[Start of Attachment]

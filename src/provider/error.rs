//! Transport-level error types for provider adapters.

use std::time::Duration;
use thiserror::Error;

/// Additional context from provider failures for debugging.
#[derive(Debug, Clone, Default)]
pub struct ErrorContext {
    /// HTTP status code from the provider.
    pub http_status: Option<u16>,
    /// Provider-specific error code (e.g. "rate_limit_exceeded").
    pub provider_code: Option<String>,
    /// Request ID from provider (x-request-id header).
    pub request_id: Option<String>,
}

impl ErrorContext {
    pub fn new() -> Self {
        Self::default()
    }

    pub fn with_status(mut self, status: u16) -> Self {
        self.http_status = Some(status);
        self
    }

    pub fn with_code(mut self, code: impl Into<String>) -> Self {
        self.provider_code = Some(code.into());
        self
    }

    pub fn with_request_id(mut self, id: impl Into<String>) -> Self {
        self.request_id = Some(id.into());
        self
    }
}

/// Expected failure modes of one provider call.
///
/// Every variant carries the provider identity and the attempt count at
/// which the adapter gave up; the adapter stamps the final count after its
/// retry loop.
#[derive(Debug, Error)]
pub enum TransportError {
    /// The call did not complete within the per-call timeout - retryable.
    #[error("{provider}: timeout after {after:?} (attempt {attempts})")]
    Timeout {
        provider: String,
        attempts: u32,
        after: Duration,
    },

    /// Connection-level failure (refused, reset, DNS) - retryable.
    #[error("{provider}: connection failed: {message} (attempt {attempts})")]
    Connect {
        provider: String,
        attempts: u32,
        message: String,
    },

    /// Non-2xx HTTP status. Retryable for 429 and 5xx only.
    #[error("{provider}: HTTP {status}: {message} (attempt {attempts})")]
    Status {
        provider: String,
        attempts: u32,
        status: u16,
        message: String,
        context: ErrorContext,
    },

    /// Response body could not be used (oversized, not JSON) - permanent.
    #[error("{provider}: invalid response body: {message}")]
    InvalidBody { provider: String, message: String },

    /// Endpoint construction problem (bad endpoint URL, bad header value).
    #[error("configuration error: {0}")]
    Config(String),
}

impl TransportError {
    pub fn timeout(provider: impl Into<String>, after: Duration) -> Self {
        Self::Timeout {
            provider: provider.into(),
            attempts: 1,
            after,
        }
    }

    pub fn connect(provider: impl Into<String>, message: impl Into<String>) -> Self {
        Self::Connect {
            provider: provider.into(),
            attempts: 1,
            message: message.into(),
        }
    }

    pub fn status(
        provider: impl Into<String>,
        status: u16,
        message: impl Into<String>,
        context: ErrorContext,
    ) -> Self {
        Self::Status {
            provider: provider.into(),
            attempts: 1,
            status,
            message: message.into(),
            context,
        }
    }

    pub fn invalid_body(provider: impl Into<String>, message: impl Into<String>) -> Self {
        Self::InvalidBody {
            provider: provider.into(),
            message: message.into(),
        }
    }

    pub fn config(message: impl Into<String>) -> Self {
        Self::Config(message.into())
    }

    /// Whether the adapter may retry this failure.
    ///
    /// 4xx statuses are permanent per-item failures; timeouts, connection
    /// resets and 5xx are idempotent-safe to retry.
    pub fn is_retryable(&self) -> bool {
        match self {
            Self::Timeout { .. } => true,
            Self::Connect { .. } => true,
            Self::Status { status, .. } => *status == 429 || *status >= 500,
            Self::InvalidBody { .. } => false,
            Self::Config(_) => false,
        }
    }

    /// Short error code for logging and per-item failure records.
    pub fn code(&self) -> &'static str {
        match self {
            Self::Timeout { .. } => "timeout",
            Self::Connect { .. } => "connect_error",
            Self::Status { status, .. } if *status == 429 => "rate_limited",
            Self::Status { status, .. } if *status >= 500 => "server_error",
            Self::Status { .. } => "client_error",
            Self::InvalidBody { .. } => "invalid_body",
            Self::Config(_) => "config_error",
        }
    }

    /// Provider identity the failure belongs to.
    pub fn provider(&self) -> &str {
        match self {
            Self::Timeout { provider, .. }
            | Self::Connect { provider, .. }
            | Self::Status { provider, .. }
            | Self::InvalidBody { provider, .. } => provider,
            Self::Config(_) => "",
        }
    }

    /// Record how many attempts were made before giving up.
    pub fn with_attempts(mut self, count: u32) -> Self {
        match &mut self {
            Self::Timeout { attempts, .. }
            | Self::Connect { attempts, .. }
            | Self::Status { attempts, .. } => *attempts = count,
            Self::InvalidBody { .. } | Self::Config(_) => {}
        }
        self
    }

    /// Get the error context if available.
    pub fn context(&self) -> Option<&ErrorContext> {
        match self {
            Self::Status { context, .. } => Some(context),
            _ => None,
        }
    }
}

[End of Attachment]

→ **EXERCISE PROMPT**
Exactly reproduce every line of the data above.

→ **EXERCISE ANSWER**
filename src/provider/error.rs
//! Transport-level error types for provider adapters.

use std::time::Duration;
use thiserror::Error;

/// Additional context from provider failures for debugging.
#[derive(Debug, Clone, Default)]
pub struct ErrorContext {
    /// HTTP status code from the provider.
    pub http_status: Option<u16>,
    /// Provider-specific error code (e.g. "rate_limit_exceeded").
    pub provider_code: Option<String>,
    /// Request ID from provider (x-request-id header).
    pub request_id: Option<String>,
}

impl ErrorContext {
    pub fn new() -> Self {
        Self::default()
    }

    pub fn with_status(mut self, status: u16) -> Self {
        self.http_status = Some(status);
        self
    }

    pub fn with_code(mut self, code: impl Into<String>) -> Self {
        self.provider_code = Some(code.into());
        self
    }

    pub fn with_request_id(mut self, id: impl Into<String>) -> Self {
        self.request_id = Some(id.into());
        self
    }
}

/// Expected failure modes of one provider call.
///
/// Every variant carries the provider identity and the attempt count at
/// which the adapter gave up; the adapter stamps the final count after its
/// retry loop.
#[derive(Debug, Error)]
pub enum TransportError {
    /// The call did not complete within the per-call timeout - retryable.
    #[error("{provider}: timeout after {after:?} (attempt {attempts})")]
    Timeout {
        provider: String,
        attempts: u32,
        after: Duration,
    },

    /// Connection-level failure (refused, reset, DNS) - retryable.
    #[error("{provider}: connection failed: {message} (attempt {attempts})")]
    Connect {
        provider: String,
        attempts: u32,
        message: String,
    },

    /// Non-2xx HTTP status. Retryable for 429 and 5xx only.
    #[error("{provider}: HTTP {status}: {message} (attempt {attempts})")]
    Status {
        provider: String,
        attempts: u32,
        status: u16,
        message: String,
        context: ErrorContext,
    },

    /// Response body could not be used (oversized, not JSON) - permanent.
    #[error("{provider}: invalid response body: {message}")]
    InvalidBody { provider: String, message: String },

    /// Endpoint construction problem (bad endpoint URL, bad header value).
    #[error("configuration error: {0}")]
    Config(String),
}

impl TransportError {
    pub fn timeout(provider: impl Into<String>, after: Duration) -> Self {
        Self::Timeout {
            provider: provider.into(),
            attempts: 1,
            after,
        }
    }

    pub fn connect(provider: impl Into<String>, message: impl Into<String>) -> Self {
        Self::Connect {
            provider: provider.into(),
            attempts: 1,
            message: message.into(),
        }
    }

    pub fn status(
        provider: impl Into<String>,
        status: u16,
        message: impl Into<String>,
        context: ErrorContext,
    ) -> Self {
        Self::Status {
            provider: provider.into(),
            attempts: 1,
            status,
            message: message.into(),
            context,
        }
    }

    pub fn invalid_body(provider: impl Into<String>, message: impl Into<String>) -> Self {
        Self::InvalidBody {
            provider: provider.into(),
            message: message.into(),
        }
    }

    pub fn config(message: impl Into<String>) -> Self {
        Self::Config(message.into())
    }

    /// Whether the adapter may retry this failure.
    ///
    /// 4xx statuses are permanent per-item failures; timeouts, connection
    /// resets and 5xx are idempotent-safe to retry.
    pub fn is_retryable(&self) -> bool {
        match self {
            Self::Timeout { .. } => true,
            Self::Connect { .. } => true,
            Self::Status { status, .. } => *status == 429 || *status >= 500,
            Self::InvalidBody { .. } => false,
            Self::Config(_) => false,
        }
    }

    /// Short error code for logging and per-item failure records.
    pub fn code(&self) -> &'static str {
        match self {
            Self::Timeout { .. } => "timeout",
            Self::Connect { .. } => "connect_error",
            Self::Status { status, .. } if *status == 429 => "rate_limited",
            Self::Status { status, .. } if *status >= 500 => "server_error",
            Self::Status { .. } => "client_error",
            Self::InvalidBody { .. } => "invalid_body",
            Self::Config(_) => "config_error",
        }
    }

    /// Provider identity the failure belongs to.
    pub fn provider(&self) -> &str {
        match self {
            Self::Timeout { provider, .. }
            | Self::Connect { provider, .. }
            | Self::Status { provider, .. }
            | Self::InvalidBody { provider, .. } => provider,
            Self::Config(_) => "",
        }
    }

    /// Record how many attempts were made before giving up.
    pub fn with_attempts(mut self, count: u32) -> Self {
        match &mut self {
            Self::Timeout { attempts, .. }
            | Self::Connect { attempts, .. }
            | Self::Status { attempts, .. } => *attempts = count,
            Self::InvalidBody { .. } | Self::Config(_) => {}
        }
        self
    }

    /// Get the error context if available.
    pub fn context(&self) -> Option<&ErrorContext> {
        match self {
            Self::Status { context, .. } => Some(context),
            _ => None,
        }
    }
}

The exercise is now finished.